Comprehensive Summary
This study, presented by Jiang and colleagues, investigates how the open-source large language model DeepSeek is being used in Chinese hospitals. The authors conducted a scoping review of both gray literature, using hospital websites and WeChat disclosures from 100 Chinese hospitals, and white literature derived from peer-reviewed studies from PubMed and Web of Science. They extracted information on how DeepSeek is used, how its performance is assessed, which risks are identified, and what regulatory or oversight measures hospitals report. The review found 58 DeepSeek usages across 48 hospitals and 27 relevant research studies, with hospital adoption expanding very rapidly. Hospitals primarily used DeepSeek for clinical decision support, including diagnosis, treatment recommendations, documentation, and appointment coordination. However, only 36% of hospital disclosures mentioned performing pre-deployment evaluation, and none provided methodological details. Reported accuracy in hospital posts was consistently high, whereas academic studies showed wider and often lower accuracy ranges as well as important deficits in comprehensiveness, factuality, and fairness. Hospitals reported far fewer risks than research studies, which frequently identified inappropriate recommendations, hallucinations, and misalignment with patient needs. The discussion emphasizes that rapid, under-evaluated deployment poses safety concerns and that hospitals need more rigorous validation procedures, transparent reporting, and stronger regulatory oversight.
Outcomes and Implications
Considering that large language models are being introduced into clinical workflows at unprecedented speed, often before their real-world performance and safety are fully understood, it is critical that research is conducted surrounding efficacy and usage. By comparing hospital claims with independent research, the study reveals a mismatch between enthusiastic adoption and incomplete evaluation, highlighting a critical risk to patient safety in environments where LLMs may influence diagnoses, treatment plans, and triage.

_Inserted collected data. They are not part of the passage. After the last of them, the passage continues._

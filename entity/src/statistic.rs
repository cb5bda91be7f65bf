use sea_orm::entity::prelude::*;

#[derive(Clone, Debug, PartialEq, Eq, DeriveEntityModel)]
#[sea_orm(table_name = "statistic")]
pub struct Model {
    #[sea_orm(primary_key)]
    pub id: i32,
    #[sea_orm(unique)]
    pub player_id: i32,
    pub message_id: String,
    pub created_at: DateTimeUtc,
}

#[derive(Copy, Clone, Debug, EnumIter, DeriveRelation)]
pub enum Relation {
    #[sea_orm(
        belongs_to = "super::player::Entity",
        from = "Column::PlayerId",
        to = "super::player::Column::Id",
        on_update = "Cascade",
        on_delete = "Cascade"
    )]
    Player,
}

impl Related<super::player::Entity> for Entity {
    fn to() -> RelationDef {
        Relation::Player.def()
    }
}

impl ActiveModelBehavior for ActiveModel {}
use sea_orm::{ConnectionTrait, EntityTrait};

use crate::{error::AppError, model::player::Player};

pub struct PlayerRepository<'a, C: ConnectionTrait> {
    db: &'a C,
}

impl<'a, C: ConnectionTrait> PlayerRepository<'a, C> {
    pub fn new(db: &'a C) -> Self {
        Self { db }
    }

    /// Finds a player by primary key
    ///
    /// # Returns
    /// - `Ok(Some(Player))`: The player if found
    /// - `Ok(None)`: No player with that ID
    /// - `Err(AppError)`: Database error or invalid stored Discord ID
    pub async fn find_by_id(&self, id: i32) -> Result<Option<Player>, AppError> {
        entity::prelude::Player::find_by_id(id)
            .one(self.db)
            .await?
            .map(Player::from_entity)
            .transpose()
    }
}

Clinically, the findings show that DeepSeek has genuine potential, but its reliability varies widely depending on context, evaluation method, and task complexity. This underscores the need for clinically grounded validation frameworks before LLM outputs are incorporated into care. The work also reinforces the necessity of monitoring hallucinations, inappropriate recommendations, and equity concerns, as these directly affect patient outcomes. The article suggests that implementation in its current form should remain augmented, not autonomous, with physicians retaining full decision authority. The authors call for regulatory expansion to cover downstream users such as hospitals and recommend mandatory disclosure of datasets, evaluation procedures, and risk-mitigation strategies. Although the article does not predict a precise timeline for safe, large-scale clinical integration, it implies that meaningful clinical adoption will depend on the development of standardized evaluation frameworks and regulatory reforms.